Nas economias desenvolvidas, as medidas de imigração que estão sendo implantadas incluem a redução das barreiras à entrada de imigrantes qualificados, a digitalização de vistos para reduzir a papelada, o aumento dos requisitos salariais para reduzir a exploração e a promessa de um caminho para a residência permanente para os trabalhadores mais demandados. Os nômades digitais de Portugal podem ficar o tempo que quiserem. O Canadá, que experimentou seu quinto ano consecutivo de declínio de nascimentos em 2020, facilitou os requisitos de idioma para residência e abriu 20 mil vagas para profissionais de saúde que desejam se tornar residentes plenos. A Nova Zelândia anunciou recentemente que concederá vistos permanentes, em uma oferta única, a até 165 mil portadores de vistos temporários. Para os países de onde os imigrantes costumam vir, a maior abertura à imigração qualificada representa o risco de uma fuga de cérebros, mas também oferece uma válvula de escape para os jovens e frustrados. Países como a Alemanha estão ansiosos para recebê-los: seu alardeado sistema de educação vocacional, com certificações rígidas e treinamento no trabalho, está com falta de alunos. — Durante a crise do coronavírus, o sistema realmente entrou em colapso — diz o diretor de pesquisa do Instituto de Economia do Trabalho IZA, em Bonn, Holger Bonin.

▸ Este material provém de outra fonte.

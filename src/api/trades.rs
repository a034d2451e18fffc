use axum::extract::{Path, Query, State};
use axum::http::StatusCode;
use axum::Json;
use serde::{Deserialize, Serialize};

use super::{parse_owner, parse_symbol, AppState, DecimalInput};
use crate::domain::{parse_iso_date, CloseTrade, NewTrade, Trade, TradeCategory, TradeId};
use crate::error::AppError;

#[derive(Debug, Deserialize)]
pub struct TradesQuery {
    pub owner: String,
}

#[derive(Debug, Deserialize)]
#[serde(rename_all = "camelCase")]
pub struct CreateTradeRequest {
    pub owner: String,
    pub symbol: String,
    pub category: String,
    pub strike_price: Option<DecimalInput>,
    pub premium: Option<DecimalInput>,
    pub quantity: i64,
    pub open_date: String,
    pub expiration_date: Option<String>,
}

#[derive(Debug, Deserialize)]
#[serde(rename_all = "camelCase")]
pub struct CloseTradeRequest {
    pub close_price: DecimalInput,
    pub close_date: String,
    #[serde(default)]
    pub was_assigned: bool,
}

#[derive(Debug, Serialize)]
#[serde(rename_all = "camelCase")]
pub struct TradesResponse {
    pub trades: Vec<TradeDto>,
}

#[derive(Debug, Serialize)]
#[serde(rename_all = "camelCase")]
pub struct TradeDto {
    pub id: i64,
    pub owner: String,
    pub symbol: String,
    pub category: TradeCategory,
    pub strike_price: Option<String>,
    pub premium: Option<String>,
    pub quantity: i64,
    pub open_date: String,
    pub expiration_date: Option<String>,
    pub close_date: Option<String>,
    pub close_price: Option<String>,
    pub was_assigned: bool,
    pub shares_assigned: Option<i64>,
    pub assignment_price: Option<String>,
    pub linked_position_id: Option<i64>,
    pub realized_pnl: Option<String>,
    pub is_win: Option<bool>,
    pub return_percentage: Option<String>,
}

impl From<Trade> for TradeDto {
    fn from(t: Trade) -> Self {
        Self {
            id: t.id.0,
            owner: t.owner_id.0,
            symbol: t.symbol.0,
            category: t.category,
            strike_price: t.strike_price.map(|d| d.to_canonical_string()),
            premium: t.premium.map(|d| d.to_canonical_string()),
            quantity: t.quantity,
            open_date: t.open_date.to_string(),
            expiration_date: t.expiration_date.map(|d| d.to_string()),
            close_date: t.close_date.map(|d| d.to_string()),
            close_price: t.close_price.map(|d| d.to_canonical_string()),
            was_assigned: t.was_assigned,
            shares_assigned: t.shares_assigned,
            assignment_price: t.assignment_price.map(|d| d.to_canonical_string()),
            linked_position_id: t.linked_position_id.map(|p| p.0),
            realized_pnl: t.realized_pnl.map(|d| d.to_canonical_string()),
            is_win: t.is_win,
            return_percentage: t.return_percentage.map(|d| d.to_canonical_string()),
        }
    }
}

fn parse_date(field: &str, raw: &str) -> Result<chrono::NaiveDate, AppError> {
    parse_iso_date(raw)
        .ok_or_else(|| AppError::BadRequest(format!("{} is not a valid date: {}", field, raw)))
}

pub async fn create_trade(
    State(state): State<AppState>,
    Json(req): Json<CreateTradeRequest>,
) -> Result<(StatusCode, Json<TradeDto>), AppError> {
    let category = req
        .category
        .parse::<TradeCategory>()
        .map_err(|e| AppError::BadRequest(e.to_string()))?;

    let new_trade = NewTrade {
        owner_id: parse_owner(&req.owner)?,
        symbol: parse_symbol(&req.symbol)?,
        category,
        strike_price: req
            .strike_price
            .as_ref()
            .map(|d| d.parse("strikePrice"))
            .transpose()?,
        premium: req
            .premium
            .as_ref()
            .map(|d| d.parse("premium"))
            .transpose()?,
        quantity: req.quantity,
        open_date: parse_date("openDate", &req.open_date)?,
        expiration_date: req
            .expiration_date
            .as_deref()
            .map(|d| parse_date("expirationDate", d))
            .transpose()?,
    };
    new_trade.validate().map_err(AppError::BadRequest)?;

    let trade = state.repo.insert_trade(&new_trade).await?;
    tracing::info!(
        trade_id = %trade.id,
        owner = %trade.owner_id,
        symbol = %trade.symbol,
        category = %trade.category,
        "Trade opened"
    );
    Ok((StatusCode::CREATED, Json(trade.into())))
}

pub async fn list_trades(
    Query(params): Query<TradesQuery>,
    State(state): State<AppState>,
) -> Result<Json<TradesResponse>, AppError> {
    let owner = parse_owner(&params.owner)?;
    let trades = state.repo.list_trades(&owner).await?;
    Ok(Json(TradesResponse {
        trades: trades.into_iter().map(TradeDto::from).collect(),
    }))
}

pub async fn get_trade(
    Path(id): Path<i64>,
    State(state): State<AppState>,
) -> Result<Json<TradeDto>, AppError> {
    let trade = state
        .repo
        .get_trade(TradeId(id))
        .await?
        .ok_or_else(|| AppError::NotFound(format!("trade {}", id)))?;
    Ok(Json(trade.into()))
}

pub async fn close_trade(
    Path(id): Path<i64>,
    State(state): State<AppState>,
    Json(req): Json<CloseTradeRequest>,
) -> Result<Json<TradeDto>, AppError> {
    let close = CloseTrade {
        close_price: req.close_price.parse("closePrice")?,
        close_date: parse_date("closeDate", &req.close_date)?,
        was_assigned: req.was_assigned,
    };
    let trade = state.engine.close_trade(TradeId(id), close).await?;
    Ok(Json(trade.into()))
}
//! Domain primitives: TimeMs, OwnerId, Symbol, TradeId, PositionId.

use serde::{Deserialize, Serialize};

/// Time in milliseconds since Unix epoch.
#[derive(Debug, Clone, Copy, PartialEq, Eq, PartialOrd, Ord, Hash, Serialize, Deserialize)]
pub struct TimeMs(pub i64);

impl TimeMs {
    pub fn new(ms: i64) -> Self {
        TimeMs(ms)
    }

    pub fn now() -> Self {
        TimeMs(chrono::Utc::now().timestamp_millis())
    }

    pub fn as_ms(&self) -> i64 {
        self.0
    }
}

/// Account owner identifier, as issued by the authentication layer.
#[derive(Debug, Clone, PartialEq, Eq, PartialOrd, Ord, Hash, Serialize, Deserialize)]
pub struct OwnerId(pub String);

impl OwnerId {
    /// Trim and validate an owner id; `None` when blank.
    pub fn parse(raw: &str) -> Option<Self> {
        let trimmed = raw.trim();
        if trimmed.is_empty() {
            None
        } else {
            Some(OwnerId(trimmed.to_string()))
        }
    }

    pub fn as_str(&self) -> &str {
        &self.0
    }
}

impl std::fmt::Display for OwnerId {
    fn fmt(&self, f: &mut std::fmt::Formatter<'_>) -> std::fmt::Result {
        write!(f, "{}", self.0)
    }
}

/// Underlying ticker symbol (e.g., "AAPL"), always upper case.
#[derive(Debug, Clone, PartialEq, Eq, PartialOrd, Ord, Hash, Serialize, Deserialize)]
pub struct Symbol(pub String);

impl Symbol {
    /// Normalize a ticker; `None` when blank or containing whitespace.
    pub fn parse(raw: &str) -> Option<Self> {
        let trimmed = raw.trim();
        if trimmed.is_empty() || trimmed.chars().any(char::is_whitespace) {
            None
        } else {
            Some(Symbol(trimmed.to_ascii_uppercase()))
        }
    }

    pub fn as_str(&self) -> &str {
        &self.0
    }
}

impl std::fmt::Display for Symbol {
    fn fmt(&self, f: &mut std::fmt::Formatter<'_>) -> std::fmt::Result {
        write!(f, "{}", self.0)
    }
}

/// Row id of a trade.
#[derive(Debug, Clone, Copy, PartialEq, Eq, PartialOrd, Ord, Hash, Serialize, Deserialize)]
pub struct TradeId(pub i64);

impl std::fmt::Display for TradeId {
    fn fmt(&self, f: &mut std::fmt::Formatter<'_>) -> std::fmt::Result {
        write!(f, "{}", self.0)
    }
}

/// Row id of an equity position.
#[derive(Debug, Clone, Copy, PartialEq, Eq, PartialOrd, Ord, Hash, Serialize, Deserialize)]
pub struct PositionId(pub i64);

impl std::fmt::Display for PositionId {
    fn fmt(&self, f: &mut std::fmt::Formatter<'_>) -> std::fmt::Result {
        write!(f, "{}", self.0)
    }
}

— Vimos o menor número de contratos de aprendizagem desde a unificação alemã. Os jovens alemães preferem cada vez mais frequentar as universidades, e a força de trabalho do país está diminuindo. De acordo com um estudo recente divulgado pelo Instituto Econômico Alemão, a Alemanha perderá 5 milhões de trabalhadores nos próximos 15 anos — e 3,2 milhões deles até 2030. Os imigrantes se tornaram um paliativo. Cerca de 1,8 milhão de pessoas com antecedentes de refugiados viviam na Alemanha há três anos. E com o tempo, o país tem tentado melhorar a forma como integra requerentes de asilo e estrangeiros com vistos de trabalho. Em uma manhã recente em Bildungskreis Handwerk, um centro de treinamento regional em Dortmund, perto da fronteira holandesa, cerca de 100 trainees passaram pelos corredores com piso de linóleo de um prédio de cinco andares em uma área residencial tranquila. Em salas de aula e espaços de trabalho, aprenderam a ser cabeleireiros, eletricistas, carpinteiros, soldadores, pintores, mecânicos de fábrica e operadores de máquinas de corte. Os custos dos programas de 24 a 28 meses são cobertos pelo escritório de empregos do governo local, que também paga as despesas de apartamento e moradia. Para entrar, os candidatos devem primeiro fazer um curso de integração e um curso de idiomas, também pagos pelo governo alemão. — Neste ponto, não importa em qual dos nossos departamentos se formam os nossos trainees. Trabalhadores treinados são muito requisitados em quase todos os domínios — disse o vice-diretor do centro, Martin Rostowski. — Se você deseja atrair novos trabalhadores, é preciso oferecer-lhes condições atraentes. // Fonte: O Globo.